Celulares de Daniel Vorcaro tinham ameaças a adversários e jornalistas, revela decisão do STF
A decisão do ministro André Mendonça, do Supremo Tribunal Federal (STF), que autorizou a nova prisão do banqueiro Daniel Vorcaro na Operação Compliance Zero, descreve uma organização criminosa estruturada em diferentes núcleos, com funções bem definidas entre os integrantes. Segundo a investigação da Polícia Federal, o grupo incluía um núcleo de comando, responsável pelas estratégias financeiras e ordens de atuação, e uma estrutura paralela conhecida como “A Turma”, usada para monitorar alvos, obter informações sigilosas e intimidar desafetos.
De acordo com a decisão, para parte dos investigados foi decretada prisão preventiva, diante da gravidade das condutas, do risco à instrução criminal e da chamada “dinâmica violenta” atribuída às ações do grupo. A medida atende a um pedido da Polícia Federal, que investiga suspeitas de crimes contra o sistema financeiro, corrupção, lavagem de dinheiro e obstrução de justiça.

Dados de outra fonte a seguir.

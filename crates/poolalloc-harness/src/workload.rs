//! Deterministic request/release/resize workloads.
//!
//! A workload is fully determined by its [`WorkloadSpec`]: the same spec
//! always produces the same operation sequence, the same lifecycle records
//! (modulo timestamps) and the same report.

use poolalloc_core::pool::MAX_BLOCK;
use poolalloc_core::{
    AllocError, Allocation, BudgetedSystem, HeapSystem, PoolAllocator, PoolConfig,
    PoolLogRecord, SystemAllocator,
};
use serde::{Deserialize, Serialize};
use thiserror::Error;

use crate::structured_log::StatsSnapshot;

/// Errors from driving a workload or writing its artifacts.
#[derive(Debug, Error)]
pub enum HarnessError {
    #[error("io: {0}")]
    Io(#[from] std::io::Error),
    #[error("json: {0}")]
    Json(#[from] serde_json::Error),
    #[error("pool: {0}")]
    Pool(#[from] AllocError),
    #[error("log validation failed with {0} error(s)")]
    InvalidLog(usize),
}

/// xorshift64* generator.
#[derive(Debug, Clone, Copy)]
pub struct XorShift64 {
    state: u64,
}

impl XorShift64 {
    pub fn new(seed: u64) -> Self {
        // Zero is a fixed point of xorshift.
        Self {
            state: if seed == 0 { 0x9E37_79B9_7F4A_7C15 } else { seed },
        }
    }

    pub fn next_u64(&mut self) -> u64 {
        let mut x = self.state;
        x ^= x >> 12;
        x ^= x << 25;
        x ^= x >> 27;
        self.state = x;
        x.wrapping_mul(0x2545_F491_4F6C_DD1D)
    }

    pub fn gen_range_usize(&mut self, low: usize, high_inclusive: usize) -> usize {
        debug_assert!(low <= high_inclusive);
        let span = high_inclusive - low + 1;
        low + (self.next_u64() as usize % span)
    }
}

/// Workload parameters.
#[derive(Debug, Clone, Copy, PartialEq, Eq, Serialize, Deserialize)]
pub struct WorkloadSpec {
    pub seed: u64,
    pub steps: usize,
    /// Maximum simultaneously live allocations.
    pub slots: usize,
    /// Percentage of new requests that exceed `MAX_BLOCK`.
    pub large_pct: u8,
    /// Upper bound for large request sizes.
    pub max_large: usize,
    /// System allocator budget in bytes; `None` uses the process heap.
    pub budget: Option<usize>,
}

impl Default for WorkloadSpec {
    fn default() -> Self {
        Self {
            seed: 0xDEAD_BEEF,
            steps: 10_000,
            slots: 64,
            large_pct: 5,
            max_large: 4096,
            budget: None,
        }
    }
}

/// Outcome counts and final pool counters of a workload run.
#[derive(Debug, Clone, PartialEq, Eq, Serialize, Deserialize)]
pub struct WorkloadReport {
    pub spec: WorkloadSpec,
    pub mode: String,
    pub batch: usize,
    pub requests: u64,
    pub releases: u64,
    pub resizes: u64,
    /// Requests refused with `PoolExhausted`.
    pub exhausted: u64,
    /// Large requests refused by the system allocator.
    pub system_refusals: u64,
    /// Allocations still live at the end, before cleanup.
    pub live_at_end: usize,
    /// Live allocations whose fill pattern did not survive.
    pub corrupted: usize,
    pub stats: StatsSnapshot,
    pub log_records: usize,
    pub log_records_dropped: u64,
}

/// A finished run: the report plus every lifecycle record, oldest first.
#[derive(Debug, Clone)]
pub struct WorkloadRun {
    pub report: WorkloadReport,
    pub records: Vec<PoolLogRecord>,
}

/// Runs `spec` against a fresh pool built from `config`.
pub fn run_workload(spec: &WorkloadSpec, config: PoolConfig) -> Result<WorkloadRun, HarnessError> {
    match spec.budget {
        Some(budget) => drive(PoolAllocator::with_system(BudgetedSystem::new(budget), config), spec),
        None => drive(PoolAllocator::with_system(HeapSystem, config), spec),
    }
}

fn pattern(slot: usize, seed: u64) -> u8 {
    ((slot as u64).wrapping_mul(0x9E37_79B9) ^ seed) as u8 | 1
}

fn intact<S: SystemAllocator>(pool: &PoolAllocator<S>, a: &Allocation, p: u8) -> Result<bool, AllocError> {
    Ok(pool.bytes(a)?.iter().all(|&b| b == p))
}

fn drive<S: SystemAllocator>(
    mut pool: PoolAllocator<S>,
    spec: &WorkloadSpec,
) -> Result<WorkloadRun, HarnessError> {
    let mut rng = XorShift64::new(spec.seed);
    let slots = spec.slots.max(1);
    let mut live: Vec<Option<Allocation>> = (0..slots).map(|_| None).collect();
    let mut records = Vec::new();
    let mut report = WorkloadReport {
        spec: *spec,
        mode: pool.config().validation().as_str().to_string(),
        batch: pool.config().batch(),
        requests: 0,
        releases: 0,
        resizes: 0,
        exhausted: 0,
        system_refusals: 0,
        live_at_end: 0,
        corrupted: 0,
        stats: StatsSnapshot::default(),
        log_records: 0,
        log_records_dropped: 0,
    };

    let size_for = |rng: &mut XorShift64| {
        if rng.gen_range_usize(0, 99) < usize::from(spec.large_pct) {
            rng.gen_range_usize(MAX_BLOCK + 1, spec.max_large.max(MAX_BLOCK + 1))
        } else {
            rng.gen_range_usize(0, MAX_BLOCK)
        }
    };

    for _ in 0..spec.steps {
        let op = rng.gen_range_usize(0, 99);
        let idx = rng.gen_range_usize(0, slots - 1);
        let p = pattern(idx, spec.seed);

        match (op, live[idx].take()) {
            (0..=54, None) => {
                let n = size_for(&mut rng);
                match pool.request(n) {
                    Ok(a) => {
                        pool.bytes_mut(&a)?.fill(p);
                        live[idx] = Some(a);
                        report.requests += 1;
                    }
                    Err(AllocError::PoolExhausted { .. }) => report.exhausted += 1,
                    Err(AllocError::SystemAllocation { .. }) => report.system_refusals += 1,
                    Err(err) => return Err(err.into()),
                }
            }
            (55..=79, Some(a)) => {
                if !intact(&pool, &a, p)? {
                    report.corrupted += 1;
                }
                pool.release(a)?;
                report.releases += 1;
            }
            (80..=99, Some(mut a)) => {
                let n = size_for(&mut rng);
                match pool.resize(&mut a, n) {
                    Ok(()) => {
                        report.resizes += 1;
                        pool.bytes_mut(&a)?.fill(p);
                    }
                    Err(AllocError::PoolExhausted { .. }) => report.exhausted += 1,
                    Err(AllocError::SystemAllocation { .. }) => report.system_refusals += 1,
                    Err(err) => return Err(err.into()),
                }
                live[idx] = Some(a);
            }
            (_, other) => live[idx] = other,
        }
        records.extend(pool.drain_lifecycle_logs());
    }

    for (idx, slot) in live.iter().enumerate() {
        if let Some(a) = slot {
            report.live_at_end += 1;
            if !intact(&pool, a, pattern(idx, spec.seed))? {
                report.corrupted += 1;
            }
        }
    }
    report.stats = pool.stats().into();

    for a in live.into_iter().flatten() {
        pool.release(a)?;
    }
    records.extend(pool.drain_lifecycle_logs());
    report.log_records = records.len();
    report.log_records_dropped = pool.dropped_log_records();

    Ok(WorkloadRun { report, records })
}
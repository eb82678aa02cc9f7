//! Refill and chunk growth.
//!
//! A free-list miss asks the arena for a batch of same-size blocks. The
//! arena hands out what it has; when it cannot cover even one block it is
//! grown from the system allocator, and if that is refused a single free
//! block of a larger class is reclaimed as arena instead.

use super::allocator::PoolAllocator;
use super::log::{LogEvent, PoolLogLevel};
use super::region::{BlockPtr, MAX_REGION_BYTES, RegionKind};
use super::size_class::{self, ALIGN, NUM_SIZE_CLASSES};
use super::system::SystemAllocator;
use crate::error::AllocError;

/// Bytes requested from the system when the arena runs dry.
///
/// Twice the batch plus a sixteenth of everything obtained so far, so growth
/// gets coarser as the pool ages.
pub fn growth_request(size: usize, nobjs: usize, heap_size: usize) -> usize {
    size.saturating_mul(nobjs)
        .saturating_mul(2)
        .saturating_add(size_class::round_up(heap_size >> 4))
        .min(MAX_REGION_BYTES)
}

impl<S: SystemAllocator> PoolAllocator<S> {
    /// Obtains a batch of `size`-byte blocks, returns the first and installs
    /// the rest as the free list of that class.
    ///
    /// Only called after a pop miss, so the list being replaced is empty.
    pub(crate) fn refill(&mut self, size: usize) -> Result<BlockPtr, AllocError> {
        let class = size_class::class_of(size);
        let (chunk, nobjs) = self.chunk_alloc(size, self.config.batch())?;

        if nobjs > 1 {
            debug_assert!(self.free_lists.head(class).is_none());
            for i in 1..nobjs {
                let next = (i + 1 < nobjs).then(|| chunk.advance((i + 1) * size));
                self.memory.write_link(chunk.advance(i * size), next);
            }
            self.free_lists
                .install(class, Some(chunk.advance(size)), nobjs - 1);
        }

        self.record(
            LogEvent::new(PoolLogLevel::Debug, "refill", "refill", "success")
                .block(chunk)
                .size(size)
                .class(class)
                .details(format!(
                    "requested={} obtained={}",
                    self.config.batch(),
                    nobjs
                )),
        );
        Ok(chunk)
    }

    /// Carves up to `nobjs` contiguous blocks of `size` bytes from the arena.
    ///
    /// Returns the first block and how many were carved (at least one).
    /// Grows at most once and salvages at most once per call.
    pub(crate) fn chunk_alloc(
        &mut self,
        size: usize,
        nobjs: usize,
    ) -> Result<(BlockPtr, usize), AllocError> {
        let mut grown = false;
        let mut salvaged = false;

        loop {
            let total = size * nobjs;
            let left = self.arena.remaining();

            if left >= total
                && let Some(chunk) = self.arena.carve(total)
            {
                self.record(
                    LogEvent::new(PoolLogLevel::Debug, "chunk_alloc", "arena_carve", "full")
                        .block(chunk)
                        .size(size)
                        .details(format!("nobjs={nobjs} left={left}")),
                );
                return Ok((chunk, nobjs));
            }
            if left >= size {
                let fit = left / size;
                if let Some(chunk) = self.arena.carve(fit * size) {
                    self.record(
                        LogEvent::new(PoolLogLevel::Debug, "chunk_alloc", "arena_carve", "partial")
                            .block(chunk)
                            .size(size)
                            .details(format!("nobjs={fit} wanted={nobjs} left={left}")),
                    );
                    return Ok((chunk, fit));
                }
            }

            if salvaged {
                break;
            }

            self.splice_leftover();
            if !grown {
                let bytes = growth_request(size, nobjs, self.arena.heap_size());
                if self.grow_arena(bytes) {
                    grown = true;
                    continue;
                }
            }
            // Growth refused, or the system returned less than one block.
            if self.salvage(size) {
                salvaged = true;
                continue;
            }
            break;
        }

        self.record(
            LogEvent::new(PoolLogLevel::Error, "chunk_alloc", "pool_exhausted", "fatal")
                .size(size)
                .class(size_class::class_of(size))
                .details(format!("nobjs={nobjs}")),
        );
        Err(AllocError::PoolExhausted { size })
    }

    /// Moves the arena tail onto the free list matching its exact length.
    fn splice_leftover(&mut self) {
        let Some((block, bytes)) = self.arena.take_leftover() else {
            return;
        };
        debug_assert!(bytes % ALIGN == 0 && size_class::is_small(bytes));
        let class = size_class::class_of(bytes);
        if self.free_lists.push(class, block, &mut self.memory) {
            self.stats.leftover_splices += 1;
            self.record(
                LogEvent::new(PoolLogLevel::Debug, "chunk_alloc", "leftover_splice", "success")
                    .block(block)
                    .size(bytes)
                    .class(class),
            );
        }
    }

    /// Asks the system for a fresh arena region of `bytes` bytes.
    fn grow_arena(&mut self, bytes: usize) -> bool {
        self.stats.system_alloc_calls += 1;
        let Some(region) = self.system.sys_alloc(bytes) else {
            self.stats.system_alloc_failures += 1;
            self.record(
                LogEvent::new(PoolLogLevel::Warn, "chunk_alloc", "system_alloc_failed", "salvage")
                    .size(bytes)
                    .details(format!("heap_size={}", self.arena.heap_size())),
            );
            return false;
        };

        let len = region.len().min(MAX_REGION_BYTES) & !(ALIGN - 1);
        match self.memory.insert(region, RegionKind::Arena) {
            Ok(index) => {
                self.arena.grow_into(index, len);
                self.stats.arena_growths += 1;
                self.record(
                    LogEvent::new(PoolLogLevel::Info, "chunk_alloc", "arena_grow", "success")
                        .block(BlockPtr::new(index, 0))
                        .size(len)
                        .details(format!("heap_size={}", self.arena.heap_size())),
                );
                true
            }
            Err(region) => {
                self.system.sys_free(region);
                self.stats.system_free_calls += 1;
                self.stats.system_alloc_failures += 1;
                self.record(
                    LogEvent::new(PoolLogLevel::Warn, "chunk_alloc", "region_table_full", "salvage")
                        .size(bytes),
                );
                false
            }
        }
    }

    /// Reclaims one free block of class `class_of(size)` or larger as arena.
    fn salvage(&mut self, size: usize) -> bool {
        for class in size_class::class_of(size)..NUM_SIZE_CLASSES {
            if let Some(block) = self.free_lists.pop(class, &self.memory) {
                let len = size_class::class_size(class);
                self.arena.adopt(block, len);
                self.stats.salvages += 1;
                self.record(
                    LogEvent::new(PoolLogLevel::Info, "chunk_alloc", "salvage", "success")
                        .block(block)
                        .size(len)
                        .class(class)
                        .details(format!("wanted={size}")),
                );
                return true;
            }
        }
        false
    }
}
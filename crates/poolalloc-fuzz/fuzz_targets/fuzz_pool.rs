#![no_main]
use libfuzzer_sys::fuzz_target;
use poolalloc_core::{AllocError, Allocation, BudgetedSystem, PoolAllocator, PoolConfig};

// Each 4-byte chunk is one operation: [op, size_lo, size_hi, slot].
fuzz_target!(|data: &[u8]| {
    if data.len() < 4 {
        return;
    }

    // A small budget keeps the exhaustion and salvage paths reachable.
    let budget = 4096 + usize::from(data[0]) * 256;
    let config = PoolConfig::default()
        .with_batch(usize::from(data[1] % 32) + 1)
        .with_log_capacity(16);
    let mut pool = PoolAllocator::with_system(BudgetedSystem::new(budget), config);
    let mut slots: Vec<Option<(Allocation, u8)>> = (0..16).map(|_| None).collect();

    for chunk in data[2..].chunks_exact(4) {
        let op = chunk[0] % 3;
        let size = usize::from(u16::from_le_bytes([chunk[1], chunk[2]])) % 1024;
        let idx = usize::from(chunk[3]) % slots.len();
        let fill = chunk[3] | 1;

        match (op, slots[idx].take()) {
            (0, None) => match pool.request(size) {
                Ok(a) => {
                    pool.bytes_mut(&a).unwrap().fill(fill);
                    slots[idx] = Some((a, fill));
                }
                Err(AllocError::PoolExhausted { .. } | AllocError::SystemAllocation { .. }) => {}
                Err(err) => panic!("unexpected error: {err}"),
            },
            (1, Some((a, f))) => {
                assert!(pool.bytes(&a).unwrap().iter().all(|&b| b == f));
                pool.release(a).unwrap();
            }
            (2, Some((mut a, f))) => {
                let keep = a.size().min(size.max(1));
                match pool.resize(&mut a, size) {
                    Ok(()) => {
                        assert!(pool.bytes(&a).unwrap()[..keep].iter().all(|&b| b == f));
                        pool.bytes_mut(&a).unwrap().fill(f);
                    }
                    Err(AllocError::PoolExhausted { .. } | AllocError::SystemAllocation { .. }) => {}
                    Err(err) => panic!("unexpected error: {err}"),
                }
                slots[idx] = Some((a, f));
            }
            (_, other) => slots[idx] = other,
        }
    }

    for (a, f) in slots.into_iter().flatten() {
        assert!(pool.bytes(&a).unwrap().iter().all(|&b| b == f));
        pool.release(a).unwrap();
    }
    assert_eq!(pool.stats().large_live, 0);
});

Principais envolvidos na organização criminosa
Daniel Bueno Vorcaro: Apontado como líder da organização e controlador do Banco Master. Segundo a investigação, definia as estratégias financeiras do grupo, incluindo captação agressiva de recursos, além de ordenar pagamentos ilícitos e ações de monitoramento e intimidação contra desafetos e jornalistas.
Fabiano Campos Zettel: Cunhado de Vorcaro e apontado como operador financeiro do grupo. Teria atuado na operacionalização de pagamentos ilícitos, na estruturação de contratos simulados para lavagem de dinheiro e no financiamento das atividades de vigilância.
Luiz Phillipi Machado de Moraes Mourão, conhecido como “Felipe Mourão” ou “Sicário”: Responsável por coordenar operacionalmente a chamada “Turma”, uma estrutura de vigilância privada. Segundo a investigação, executava ordens de monitoramento de alvos, extração ilegal de dados em sistemas sigilosos e ações de intimidação física e moral.
Marilson Roseno da Silva: Policial federal aposentado apontado como integrante relevante da “Turma”. Teria usado sua experiência e contatos na carreira policial para obter informações sigilosas e realizar vigilância clandestina de alvos definidos pela organização.
Núcleo de corrupção e apoio
Além do núcleo operacional, a investigação também aponta a existência de um núcleo de corrupção e apoio, composto por pessoas responsáveis por facilitar a atuação do grupo e dar aparência de legalidade a pagamentos.
- Paulo Sérgio Neves de Souza: Ex-diretor de fiscalização do Banco Central. Segundo a investigação, atuava como uma espécie de consultor informal de Vorcaro, antecipando informações sobre fiscalizações e sugerindo estratégias para o Banco Master.
- Belline Santana: Ex-chefe de departamento no Banco Central. Assim como Paulo Sérgio, teria prestado consultoria estratégica ao banqueiro e revisado documentos que o banco enviaria ao próprio órgão regulador.
- Leonardo Augusto Furtado Palhares: Administrador da empresa Varajo Consultoria, apontada como responsável por formalizar contratos fictícios usados para dar aparência de legalidade a pagimentos ilícitos.
- Ana Claudia Queiroz de Paiva: Sócia da empresa Super Empreendimentos, que teria operado transferências financeiras destinadas a sustentar os pagamentos e as atividades do grupo.
Empresas tiveram atividades suspensas
A decisão também determinou a suspensão das atividades de cinco empresas que, segundo a investigação, eram usadas para formalizar contratos simulados e movimentar recursos da organização:
- Varajo Consultoria
- Moriah Asset
- Super Empreendimentos
- King Participações Imobiliárias
- King Motors
Na decisão que levou à nova prisão de Vorcaro nesta quarta-feira (4), o ministro André Mendonça citou a existência de uma organização criminosa, possíveis danos bilionários ao sistema financeiro e risco de interferência nas investigações. Além de Vorcaro, foram alvo da operação da PF Fabiano Zettel, cunhado do banqueiro, o coordenador de segurança Luiz Phillipi Mourão, apelidado de “Sicário”, e o policial federal aposentado Marilson Roseno da Silva.